Sta per piovere – Recensione
Nel suo ultimo discorso di fine anno, il Presidente Napolitano aveva ribadito un forte convincimento: gli immigrati di seconda generazione devono essere considerati a tutti gli effetti italiani. D’altronde le cifre non si possono ignorare: il 14% dei nuovi nati in Italia sono figli di immigrati. Sono bambini che crescono nel nostro paese, imparano la nostra lingua, frequentano scuole italiane e nella terra d’origine dei loro genitori non hanno mai messo piede.
A trattare questo tema arriva Sta per piovere, coraggioso film a budget minimo (è costato meno di 500 mila euro), girato in sei settimane, con una troupe giovanissima e ridotta all’essenziale, da Haider Rashid, ventiseienne nato in Toscana, figlio di un giornalista iracheno e di un’italiana.

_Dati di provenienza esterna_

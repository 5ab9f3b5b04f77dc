/// A paddle move. Discriminants are the indices the policy network emits.
#[derive(Debug, Clone, Copy, PartialEq, Eq, Hash, Default)]
pub enum Action {
    #[default]
    Stay = 0,
    Up = 1,
    Down = 2,
}

impl Action {
    /// Number of discrete actions.
    pub const COUNT: usize = 3;

    pub const ALL: [Action; Action::COUNT] = [Action::Stay, Action::Up, Action::Down];

    /// Convert a network output index into an action.
    pub fn from_index(index: usize) -> Option<Action> {
        Action::ALL.get(index).copied()
    }

    pub fn index(self) -> usize {
        self as usize
    }

    /// Vertical direction in screen coordinates (rows grow downward).
    pub fn dy(self) -> f32 {
        match self {
            Action::Stay => 0.0,
            Action::Up => -1.0,
            Action::Down => 1.0,
        }
    }

    pub fn name(self) -> &'static str {
        match self {
            Action::Stay => "Stay",
            Action::Up => "Up",
            Action::Down => "Down",
        }
    }
}
use std::path::Path;

use tracing::warn;

use crate::ai::ActorCriticConfig;
use crate::error::ConfigError;
use crate::game::PongConfig;
use crate::training::perception_trainer::PerceptionConfig;
use crate::training::trainer::TrainerConfig;

/// Top-level application configuration, loadable from TOML.
#[derive(Debug, Clone, Default, PartialEq, serde::Serialize, serde::Deserialize)]
#[serde(default)]
pub struct AppConfig {
    pub agent: ActorCriticConfig,
    pub perception: PerceptionConfig,
    pub training: TrainerConfig,
    pub environment: PongConfig,
}

impl AppConfig {
    /// Load configuration from a TOML file.
    pub fn load(path: &Path) -> Result<Self, ConfigError> {
        let content = std::fs::read_to_string(path).map_err(|e| ConfigError::FileRead {
            path: path.to_path_buf(),
            source: e,
        })?;
        let config: AppConfig = toml::from_str(&content)?;
        config.validate()?;
        Ok(config)
    }

    /// Load configuration from a TOML file, falling back to defaults if the file
    /// does not exist.
    pub fn load_or_default(path: &Path) -> Result<Self, ConfigError> {
        if path.exists() {
            Self::load(path)
        } else {
            warn!(path = %path.display(), "config file not found, using defaults");
            Ok(Self::default())
        }
    }

    /// Validate configuration values.
    pub fn validate(&self) -> Result<(), ConfigError> {
        let agent = &self.agent;
        if agent.learning_rate <= 0.0 {
            return Err(ConfigError::Validation(
                "agent.learning_rate must be > 0".into(),
            ));
        }
        if !(0.0..=1.0).contains(&agent.gamma) {
            return Err(ConfigError::Validation(
                "agent.gamma must be in [0, 1]".into(),
            ));
        }
        if agent.actor_coeff < 0.0 {
            return Err(ConfigError::Validation(
                "agent.actor_coeff must be >= 0".into(),
            ));
        }
        if agent.critic_coeff < 0.0 {
            return Err(ConfigError::Validation(
                "agent.critic_coeff must be >= 0".into(),
            ));
        }
        if !agent.entropy_coeff.is_finite() {
            return Err(ConfigError::Validation(
                "agent.entropy_coeff must be finite".into(),
            ));
        }
        if agent.hidden_dim == 0 {
            return Err(ConfigError::Validation(
                "agent.hidden_dim must be > 0".into(),
            ));
        }
        if !(0.0..1.0).contains(&agent.rmsprop_alpha) {
            return Err(ConfigError::Validation(
                "agent.rmsprop_alpha must be in [0, 1)".into(),
            ));
        }
        if agent.rmsprop_epsilon <= 0.0 {
            return Err(ConfigError::Validation(
                "agent.rmsprop_epsilon must be > 0".into(),
            ));
        }

        let perception = &self.perception;
        if perception.hidden_dim == 0 {
            return Err(ConfigError::Validation(
                "perception.hidden_dim must be > 0".into(),
            ));
        }
        if perception.learning_rate <= 0.0 {
            return Err(ConfigError::Validation(
                "perception.learning_rate must be > 0".into(),
            ));
        }
        if perception.batch_size == 0 {
            return Err(ConfigError::Validation(
                "perception.batch_size must be > 0".into(),
            ));
        }
        if !(0.0..=1.0).contains(&perception.action_noise) {
            return Err(ConfigError::Validation(
                "perception.action_noise must be in [0, 1]".into(),
            ));
        }

        if self.training.num_episodes == 0 {
            return Err(ConfigError::Validation(
                "training.num_episodes must be > 0".into(),
            ));
        }
        if self.training.log_interval == 0 {
            return Err(ConfigError::Validation(
                "training.log_interval must be > 0".into(),
            ));
        }
        if self.training.live_frame_interval == 0 {
            return Err(ConfigError::Validation(
                "training.live_frame_interval must be > 0".into(),
            ));
        }

        self.environment.validate().map_err(ConfigError::Validation)?;

        Ok(())
    }

    /// Generate a TOML string with all default values (useful for creating
    /// example config files).
    pub fn default_toml() -> String {
        toml::to_string_pretty(&AppConfig::default()).unwrap_or_default()
    }
}
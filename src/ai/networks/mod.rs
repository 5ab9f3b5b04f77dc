mod actor_critic;
mod perception;

pub use actor_critic::{ActorCriticNetwork, ActorCriticNetworkConfig};
pub use perception::{PerceptionNetwork, PerceptionNetworkConfig};
use burn::prelude::*;

use crate::error::TrainingError;

/// One episode's index-aligned rollout record.
///
/// The rollout loop owns it while the episode runs and hands it by value to
/// the update, which consumes it.
#[derive(Debug)]
pub struct Trajectory<B: Backend> {
    log_probs: Vec<Tensor<B, 1>>,
    entropies: Vec<Tensor<B, 1>>,
    values: Vec<Tensor<B, 1>>,
    rewards: Vec<f32>,
}

impl<B: Backend> Default for Trajectory<B> {
    fn default() -> Self {
        Trajectory {
            log_probs: Vec::new(),
            entropies: Vec::new(),
            values: Vec::new(),
            rewards: Vec::new(),
        }
    }
}

impl<B: Backend> Trajectory<B> {
    pub fn new() -> Self {
        Self::default()
    }

    /// Record the policy outputs of the action just taken.
    pub fn push_step(&mut self, log_prob: Tensor<B, 1>, entropy: Tensor<B, 1>, value: Tensor<B, 1>) {
        self.log_probs.push(log_prob);
        self.entropies.push(entropy);
        self.values.push(value);
    }

    /// Record the reward the environment returned for that action.
    pub fn push_reward(&mut self, reward: f32) {
        self.rewards.push(reward);
    }

    pub fn len(&self) -> usize {
        self.rewards.len()
    }

    pub fn is_empty(&self) -> bool {
        self.log_probs.is_empty() && self.rewards.is_empty()
    }

    pub fn rewards(&self) -> &[f32] {
        &self.rewards
    }

    pub fn total_reward(&self) -> f32 {
        self.rewards.iter().sum()
    }

    /// Lengths of (log-probs, entropies, rewards, values).
    pub fn lengths(&self) -> (usize, usize, usize, usize) {
        (
            self.log_probs.len(),
            self.entropies.len(),
            self.rewards.len(),
            self.values.len(),
        )
    }

    /// Check that every sequence has the same length and return it.
    pub fn check_aligned(&self) -> Result<usize, TrainingError> {
        let (log_probs, entropies, rewards, values) = self.lengths();
        if log_probs == entropies && entropies == rewards && rewards == values {
            Ok(rewards)
        } else {
            Err(TrainingError::TrajectoryMismatch {
                log_probs,
                entropies,
                rewards,
                values,
            })
        }
    }

    /// Split into (log-probs, entropies, values, rewards).
    pub fn into_parts(self) -> (Vec<Tensor<B, 1>>, Vec<Tensor<B, 1>>, Vec<Tensor<B, 1>>, Vec<f32>) {
        (self.log_probs, self.entropies, self.values, self.rewards)
    }
}

#[cfg(test)]
mod tests {
    use super::*;
    use burn::backend::NdArray;

    type TestBackend = NdArray<f32>;

    fn scalar(v: f32) -> Tensor<TestBackend, 1> {
        Tensor::from_floats([v], &Default::default())
    }

    #[test]
    fn test_aligned_after_full_steps() {
        let mut trajectory = Trajectory::<TestBackend>::new();
        assert!(trajectory.is_empty());
        for t in 0..4 {
            trajectory.push_step(scalar(-1.0), scalar(1.0), scalar(0.1));
            trajectory.push_reward(t as f32);
        }
        assert_eq!(trajectory.check_aligned().unwrap(), 4);
        assert_eq!(trajectory.total_reward(), 6.0);
    }

    #[test]
    fn test_missing_reward_is_mismatch() {
        let mut trajectory = Trajectory::<TestBackend>::new();
        trajectory.push_step(scalar(-1.0), scalar(1.0), scalar(0.1));
        trajectory.push_step(scalar(-1.0), scalar(1.0), scalar(0.1));
        trajectory.push_reward(0.0);
        let err = trajectory.check_aligned().unwrap_err();
        assert!(matches!(
            err,
            TrainingError::TrajectoryMismatch {
                log_probs: 2,
                rewards: 1,
                ..
            }
        ));
    }
}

Il protagonista del film è Said (Lorenzo Baglioni), un giovane nato e cresciuto in Italia da genitori algerini che studia e lavora come panettiere part-time. Dopo il suicidio del direttore della fabbrica per cui lavora suo padre Hamid (Mohamed Hanifi), la sua famiglia non può rinnovare il permesso di soggiorno come fa da trent’anni e riceve un decreto d’espulsione. La vita di Said improvvisamente cambia. L’Italia che ha sempre considerato come il suo Paese, gli appare come una terra che lo respinge a “tornare a casa” in Algeria, un posto che non ha mai visitato. Il ragazzo però è un combattente e si adopera i tutti i modi per trovare una soluzione. Inizia così il suo peregrinare tra avvocati, sindacati e stampa facendo di tutto per portare l’attenzione sul suo caso. Said si addentra in un percorso attraverso una burocrazia legislativa lenta e vecchia ma soprattutto è costretto a riflettere sulla sua identità.
Espulso. E’ la parola che pesa come un macigno sul giovane protagonista per tutta la durata di questo film dalla forte impronta realistica: dalla recitazione, ai movimenti di macchina, alla fotografia. Un sapore di verità accentuato dalla scelta precisa di un attore italiano e dall’accento marcatamente toscano, un ragazzo che sarebbe facile identificare come totalmente italiano se non fosse per il suo nome. Said porta con sé qualcosa dell’eroe comune del neorealismo, colto da una macchina da presa che lo pedina in una Firenze estiva, fotografata per una volta senza i suoi consueti scorci turistici.
Al di là di molti punti deboli dovuti al budget limitato e di qualche concessione retorica di troppo (come la scena finale in cui Said fischietta “Fratelli d’Italia” in bicicletta), Sta per piovere si inserisce in una casella lasciata finora vuota dal cinema italiano affrontando la delicata questione dell’identità nelle seconde generazioni. Una moltitudine di giovani che sentono di vivere ancora in un limbo, sia legalmente che culturalmente. Non sono infatti ancora sentiti come cittadini a tutti gli effetti del nostro Paese nonostante ne siano parte integrante. Ma è cosa nota, il multiculturalismo da noi arranca di brutto mentre invece altrove è una forza prepotente, motore dell’evoluzione e dello sviluppo. E se da un lato cresce la consapevolezza di queste potenzialità, le seconde generazioni sono ancora in gran parte escluse da una piena integrazione. Non è un caso che la parola “immigrato” porti con sé ancora presso gran parte della popolazione un’accezione negativa. Ma forse davvero dovremmo tutti riflettere davvero sul termine “straniero” e soprattutto rivedere a fondo, alla luce dei grandi cambiamenti sociali avvenuti nel nostro Paese, il significato della parola “identità”. Come ha osservato il regista, c’è un paradosso forte vissuto nel popolo italiano, che ha una grande storia passata e presente di emigrazione. Insomma, mentre riusciamo ad accettare che i nostri emigrino, è spesso ancora difficile accettare gli altri che immigrano da noi.
Ed è significativo che il primo film italiano ad affrontare questo argomento sia diretto proprio da un regista di seconda generazione. Già, perché in queste persone può nascondersi il seme del rinnovamento culturale e sociale a cui l’Italia guarda da tempo. Un esempio piccolo di cinema-verità con un grande messaggio. Da non sottovalutare.